System Concepts, Inc. v. Dixon, 669 P.2d at 425 (quoting Johnson v. Ward, 541 P.2d 182, 188 (Okla.1975)). The trial court's discretion must be exercised consistently with sound equitable principles, "taking into account all the facts and circumstances of the case." Id.

Connie Benson is a stranger to the agreement between Kasco and Larry Benson. This court has not previously decided whether persons lacking privity may be enjoined. An Indiana decision adopted a holding from the Florida Supreme Court which held that "`the rule that a stranger to a covenant may be enjoined from aiding and assisting the covenanter in violating his covenant is supported by an overwhelming weight of authority.'" McCart v. H & R Block, Inc., 470 N.E.2d 756, 760 (Ind.Ct. App.1984); (quoting West Shore Restaurant Corp. v. Turk, 101 So.2d 123, 129 (Fla.1958)); see also Chemical Fireproofing Corp. v. Bronska, 542 S.W.2d 74, 80 (Mo.Ct.App.1976) (nonsigning spouse can be enjoined if "under the circumstances it is reasonable to enjoin a stranger to a covenant from aiding and assisting the covenantor in violating his contract or receiving any benefits therefrom"); Arwell Division of Orkin Exterminating Co. v. Kendrick, 131 Ill.App.2d 632, 633, 267 N.E.2d 352, 354 (1971); Madison v. LaSene, 44 Wn.2d 546, 559, 268 P.2d 1006, 1013 (1954); Ingredient Technology Corp. v. Nay, 532 F.Supp. 627, 631 (E.D.N.Y.1982).

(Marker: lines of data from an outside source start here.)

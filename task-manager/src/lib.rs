use log::{debug, info};
use std::sync::Arc;
use tokio::select;
/// TaskManager runs long lived background "tasks" in a loop
///
/// - Spawn multiple long running tasks, each of which is `run` repeatedly
/// - Break the task loop when one of the following happens:
///     - External cancellation token is triggered
///     - Task chooses to end by returning [`TaskState::Break`]
///
/// TaskManager extends the tokio utils TaskTracker so every task loop is tracked and
/// [`TaskManager::wait`] resolves only once all loops have wound down
use tokio_util::sync::CancellationToken;
use tokio_util::task::TaskTracker;

#[derive(Debug, Clone, Copy, PartialEq, Eq)]
pub enum TaskState {
    Break,
    Continue,
}

#[async_trait::async_trait]
pub trait Task {
    fn task_name(&self) -> String;

    /// A single iteration of the task loop
    async fn run(&self) -> TaskState;
}

#[derive(Debug, Clone, Default)]
pub struct TaskManager {
    cancellation_token: CancellationToken,
    task_tracker: TaskTracker,
}

impl TaskManager {
    pub fn new() -> Self {
        Self::default()
    }

    /// Must be called from within a tokio runtime
    pub async fn spawn_task_loop<T>(&self, task: T)
    where
        T: Task + Send + Sync + 'static,
    {
        let cancellation_token = self.cancellation_token.clone();
        let task = Arc::new(task);
        let task_name = task.task_name();

        self.task_tracker.spawn(async move {
            let task_name = task.task_name();
            loop {
                let state = select! {
                    // Biased so that cancellation is always checked for first
                    biased;

                    _ = cancellation_token.cancelled() => {
                        info!("Received Cancellation token signal, cancelling [{task_name}] task");
                        TaskState::Break
                    }
                    state = task.run() => {
                        state
                    }
                };
                match state {
                    TaskState::Continue => {
                        debug!("Continuing [{task_name}] task loop");
                        continue;
                    }
                    TaskState::Break => {
                        debug!("[{task_name}] Task ended");
                        break;
                    }
                }
            }
        });

        debug!("Spawned task {task_name}");
    }

    pub fn cancel_all(&self) {
        self.cancellation_token.cancel()
    }

    pub fn is_cancelled(&self) -> bool {
        self.cancellation_token.is_cancelled()
    }

    pub fn cancellation_token(&self) -> CancellationToken {
        self.cancellation_token.clone()
    }

    pub async fn wait(&self) {
        self.task_tracker.close();
        self.task_tracker.wait().await
    }
}
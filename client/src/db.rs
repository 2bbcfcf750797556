use crate::conn::{is_ready, ConnectConfig};
use crate::error::AhnlichError;
use crate::factory::ServiceClient;
use std::time::Duration;
use tonic::transport::Channel;

// GRPC Client for Ahnlich DB
//
// `Channel` makes use of `tower_buffer::Buffer` underneath and hence DbClient is cheap to clone
// and is encouraged for use across multiple threads
// https://docs.rs/tonic/latest/tonic/transport/struct.Channel.html#multiplexing-requests
#[derive(Debug, Clone)]
pub struct DbClient {
    channel: Channel,
}

impl DbClient {
    pub async fn new(addr: String) -> Result<Self, AhnlichError> {
        Self::connect(&addr, &ConnectConfig::default()).await
    }

    pub async fn connect(addr: &str, config: &ConnectConfig) -> Result<Self, AhnlichError> {
        let channel = config.connect(addr).await?;
        Ok(Self { channel })
    }

    /// The channel the db service stubs are built on
    pub fn channel(&self) -> &Channel {
        &self.channel
    }

    pub async fn is_ready(&self, timeout: Duration) -> bool {
        is_ready(&self.channel, timeout).await
    }
}

impl ServiceClient for DbClient {
    const SERVICE: &'static str = "db";

    fn from_channel(channel: Channel) -> Self {
        Self { channel }
    }

    fn channel(&self) -> &Channel {
        &self.channel
    }
}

More recently, the Nevada Supreme Court followed the reasoning of McCart that the "better, and, apparently, majority view allows a party not privy to a covenant not to compete to be enjoined, if that party breaches the covenant in active concert with the principal party enjoined and with knowledge of the covenant." Las Vegas Novelty, Inc. v. Fernandez, 106 Nev. 113, 787 P.2d 772, 774 (1990). The court found support for its ruling in Nevada's injunction rule, which is substantially the same as our rule on injunctions, Utah Rule of Civil Procedure 65A(d). Our rule provides:

Every order granting an injunction and every restraining order ... is binding only upon the parties to the action, their officers, agents, servants, employees, and attorneys, and upon those persons in active concert or participation with them who receive actual notice of the order by personal service or otherwise.

Utah R.Civ.P. 65A(d) (emphasis added).3

The Nevada court further added: "NRCP 65(d) is not precisely on point, because it addresses the scope of enforcement of an injunction after the injunction has been properly issued. Nevertheless, this section makes no mention of a privity requirement and provides significant support for the majority view." Las Vegas Novelty, Inc. v. Fernandez, 787 P.2d at 774.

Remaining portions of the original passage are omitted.